One of the elements to this story that isn’t being reported enough–but it’s also still very new–is the winning of both open Senate seats in Georgia by Democrats. Who were both sworn in the same day as Biden. That in itself accomplishes at least 3 tremendously significant things. Right now:
- Biden’s cabinet and other nominees who need to get approved by the Senate won’t be delayed and held up and debated forever, as they would’ve been had Republicans kept control of the Senate. Because as you know, the Senate–and only the Senate–needs to approve major presidential appointments.
- The next 2 years in the Senate won’t be dominated by endless hearings about “election irregularities”. Which would’ve absolutely been the dominant theme had Republicans hung on. That’ll mean a lot of that action will be shifted to states, particularly states with Republican legislatures. We’ll talk about that more in the coming days. But for now, all you need to know is the Senate absolutely would’ve been log-jammed with this stuff had Republicans been in control and now it won’t. (Of course, Democrats could log-jam it too with Trump’s impeachment trial, but we’ll give that a few days to play out before we comment on it further.)

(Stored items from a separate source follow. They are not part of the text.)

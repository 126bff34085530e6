//! Per-component unit tests that don't fit naturally inside their module's
//! own `#[cfg(test)]` block (cross-module known-answer checks).

#[path = "unit/hash_known_answers.rs"]
mod hash_known_answers;

#[path = "unit/tokenizer_longest_match.rs"]
mod tokenizer_longest_match;

#[path = "unit/ha_precedence.rs"]
mod ha_precedence;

- Biden will also be able to get federal judges approved. Meaning since federal judgeships are lifetime appointments, some judges in their 70s or 80s may decide to retire or continue in “senior” status, meaning a younger judge could be appointed by Biden. They also could stipulate that they will not leave their current positions until their seats are filled by a replacement.

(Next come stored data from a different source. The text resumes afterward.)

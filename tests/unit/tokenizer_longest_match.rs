//! Longest-match-first tokenizing: a short fragment that is itself a prefix
//! of a longer one must never shadow it, per spec.md section 9's warning
//! about `"Eo"` vs `"Eoch"`.

use starname::fragments::FragmentData;
use starname::tables::FragmentTables;

#[test]
fn longer_fragment_wins_over_its_own_prefix() {
    let tables = FragmentTables::build(&FragmentData::embedded());

    for short in &tables.fragment_alphabet {
        for long in &tables.fragment_alphabet {
            if long.len() > short.len() && long.starts_with(short.as_str()) {
                let first_match = tables
                    .fragment_alphabet
                    .iter()
                    .find(|f| long.starts_with(f.as_str()))
                    .unwrap();
                assert_eq!(
                    first_match, long,
                    "alphabet is not sorted longest-first: {short} shadows {long}"
                );
            }
        }
    }
}

#[test]
fn alphabet_has_no_duplicate_entries() {
    let tables = FragmentTables::build(&FragmentData::embedded());
    let mut sorted = tables.fragment_alphabet.clone();
    sorted.sort();
    sorted.dedup();
    assert_eq!(sorted.len(), tables.fragment_alphabet.len());
}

None of those things would’ve been possible–or at least much, much harder–had those two Georgia Democrats not prevailed. And Biden’s agenda would’ve been immediately been stuck behind a whole wall of BS that now just isn’t there because Republicans just don’t have the votes to put it there.
But the ultimate success or failure of a new positive attitude and devotion to unity on the part of the American President is about the American people. That’s definitely in the mix. There was plenty of joy in this day.

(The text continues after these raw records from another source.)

// Copyright 2025-present Harīṣh Tummalachērla
// SPDX-License-Identifier: Apache-2.0

//! Raw fragment/override data, as shipped in a data file.
//!
//! `FragmentData` is the direct `serde_json` deserialization of the data
//! file; it is deliberately dumb (no derived totals, no lookup indices) so
//! that swapping in the authoritative table is a one-file change. All the
//! derived structure — offset tables, reverse lookups, total run lengths —
//! lives in [`crate::tables::FragmentTables`], built once from this.

use serde::Deserialize;
use std::collections::HashMap;

/// Default fixture data, standing in for the authoritative ~3000-entry
/// table shipped with the game (excluded from this crate as a data input,
/// not a code concern — see `DESIGN.md`).
pub const DEFAULT_FRAGMENT_DATA_JSON: &str = include_str!("data/fragments.json");

#[derive(Debug, Clone, Deserialize)]
pub struct FragmentData {
    pub cube_size: f64,
    pub base_coords: [f64; 3],

    pub c1_galaxy_size: [i64; 3],
    pub c2_galaxy_size: [i64; 3],

    pub prefixes: Vec<String>,
    pub prefix_length_default: u32,
    pub prefix_length_overrides: HashMap<String, u32>,

    pub c1_infixes_s1: Vec<String>,
    pub c1_infixes_s2: Vec<String>,
    pub c1_infix_s1_length_default: u32,
    pub c1_infix_s2_length_default: u32,
    pub c1_infix_length_overrides: HashMap<String, u32>,

    pub c1_suffixes_1: Vec<String>,
    pub c1_suffixes_2: Vec<String>,
    pub c2_suffixes_1: Vec<String>,
    pub c2_suffixes_2: Vec<String>,

    /// Prefixes whose default infix series (1) is overridden to use series 2.
    pub c1_prefix_infix_override_map: HashMap<String, u32>,
    /// Prefixes whose default suffix series (1) is overridden to use series 2.
    pub c2_prefix_suffix_override_map: HashMap<String, u32>,

    pub c2_vouter_states: Vec<(i64, i64)>,
    pub c2_outer_states: Vec<(i64, i64)>,
    pub c2_run_states: Vec<(i64, i64)>,
    pub c2_run_diff: i64,
    pub c2_outer_diff: i64,
    pub c2_vouter_diff: i64,
    pub c2_f0_step: i64,
    pub c2_f2_step: i64,

    pub c1_arbitrary_index_offset: i64,

    pub ha_sectors: HashMap<String, HaSectorData>,
}

#[derive(Debug, Clone, Deserialize)]
pub struct HaSectorData {
    pub centre: [f64; 3],
    pub radius: f64,
    pub mass_code: String,
}

impl FragmentData {
    /// Load the fixture data embedded in this crate.
    pub fn embedded() -> Self {
        Self::from_json(DEFAULT_FRAGMENT_DATA_JSON)
            .expect("embedded fragment data must parse: this is a build-time invariant")
    }

    pub fn from_json(json: &str) -> serde_json::Result<Self> {
        serde_json::from_str(json)
    }
}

Still, it’s a question I’m wrestling with every day. I engage with a lot of Trump supporters all the time. Many of them are OK. Many of them I get angry at because of their political views but still like personally. But some aren’t reachable at all not one bit, still. Even not to convince, just to talk. And I can’t really figure out how to achieve unity at any level with people who do not tolerate me, and have not for the last 4 years even for a second. Rather have come to view and treat me with contempt, if not outright hatred. I’m not even asking for their respect. Just some tolerance. But no, nothing. Because Trump told them they didn’t have to. So I’m not sure I can be tolerant of people who will not tolerate me. And I don’t see how you have unity without tolerance.
So when Biden says:
“Politics doesn’t have to be a raging fire, destroying everything in its path. Every disagreement doesn’t have to be a cause for total war. And we must reject the culture in which facts themselves are manipulated, and even manufactured.”
I hope so. But maybe that train has already kind of left the station.
One of my very smartest friends recently suggested that maybe even the people who came to Washington on January 6th were a mix of “regular” Trump supporters and wackos. They mixed together, and whipped into a frenzy by Trump, they became insurrectionists, some because they knew very well what they were doing. Some because they didn’t.
He says without the big crowds, and Trump egging them on, with no Dear Leader and no cause (overturning the election) anymore, all but the real wackos will stop raging so much, and hopefully those wackos can be contained. And maybe we can start talking to the rest. I just don’t know.
I will try.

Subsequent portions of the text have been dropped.